DATASET ENTRIES:
--- START ---
use super::{person_at, CommandError, CommandResult, Executable};
use crate::index::Index;
use crate::models::{Assignment, Person};
use crate::store::Model;

/// Marks an assignment as done for one or more displayed students.
#[derive(Debug, Clone, PartialEq, Eq)]
pub struct MarkCommand {
    indices: Vec<Index>,
    assignment: Assignment,
}

impl MarkCommand {
    pub const COMMAND_WORD: &'static str = "mark";
    pub const USAGE: &'static str = "mark: Marks an assignment for the students at the given indices.\n\
        Parameters: INDEX[-INDEX] [INDEX]... c/CLASS a/ASSIGNMENT\n\
        Example: mark 1-3 5 c/Math a/hw1";

    pub fn new(indices: Vec<Index>, assignment: Assignment) -> Self {
        Self {
            indices,
            assignment,
        }
    }
}

impl Executable for MarkCommand {
    fn execute(&self, model: &mut Model) -> Result<CommandResult, CommandError> {
        let names = set_marked(model, &self.indices, &self.assignment, true)?;
        Ok(CommandResult::new(format!(
            "Marked {} ({}) for: {}",
            self.assignment.name(),
            self.assignment.class_group().name(),
            names.join(", ")
        )))
    }
}

/// Clears the done mark of an assignment for one or more displayed students.
#[derive(Debug, Clone, PartialEq, Eq)]
pub struct UnmarkCommand {
    indices: Vec<Index>,
    assignment: Assignment,
}

impl UnmarkCommand {
    pub const COMMAND_WORD: &'static str = "unmark";
    pub const USAGE: &'static str = "unmark: Unmarks an assignment for the students at the given indices.\n\
        Parameters: INDEX[-INDEX] [INDEX]... c/CLASS a/ASSIGNMENT\n\
        Example: unmark 2 c/Math a/hw1";

    pub fn new(indices: Vec<Index>, assignment: Assignment) -> Self {
        Self {
            indices,
            assignment,
        }
    }
}

impl Executable for UnmarkCommand {
    fn execute(&self, model: &mut Model) -> Result<CommandResult, CommandError> {
        let names = set_marked(model, &self.indices, &self.assignment, false)?;
        Ok(CommandResult::new(format!(
            "Unmarked {} ({}) for: {}",
            self.assignment.name(),
            self.assignment.class_group().name(),
            names.join(", ")
        )))
    }
}

/// Moves `assignment` into the `marked` state for the students at `indices`.
///
/// Students already in that state are skipped; if that is all of them the
/// command fails. Returns the title-cased names of the students changed, in
/// index order.
fn set_marked(
    model: &mut Model,
    indices: &[Index],
    assignment: &Assignment,
    marked: bool,
) -> Result<Vec<String>, CommandError> {
    let mut targets: Vec<(Person, Assignment)> = Vec::with_capacity(indices.len());
    for &index in indices {
        let person = person_at(model, index)?;
        let stored = person
            .find_assignment(assignment)
            .cloned()
            .ok_or_else(|| CommandError::AssignmentNotFound {
                assignment: assignment.name().to_string(),
                name: person.name().title_case(),
            })?;
        targets.push((person, stored));
    }

    let pending: Vec<(Person, Assignment)> = targets
        .into_iter()
        .filter(|(_, stored)| stored.is_marked() != marked)
        .collect();
    if pending.is_empty() {
        let name = assignment.name().to_string();
        return Err(if marked {
            CommandError::AlreadyMarked(name)
        } else {
            CommandError::AlreadyUnmarked(name)
        });
    }

    let names = pending.iter().map(|(p, _)| p.name().title_case()).collect();
    let replacements = pending
        .into_iter()
        .map(|(person, stored)| {
            let edited = person.with_replaced_assignment(&stored, stored.with_marked(marked));
            (person, edited)
        })
        .collect();
    model.set_persons(replacements)?;
    model.commit();

    Ok(names)
}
--- END ---
AIM OF THE TASK:
Scan the material above for the word "targets", and copy each line where it appears.

RESPONSE TO THIS EXERCISE:
    let mut targets: Vec<(Person, Assignment)> = Vec::with_capacity(indices.len());
        targets.push((person, stored));
    let pending: Vec<(Person, Assignment)> = targets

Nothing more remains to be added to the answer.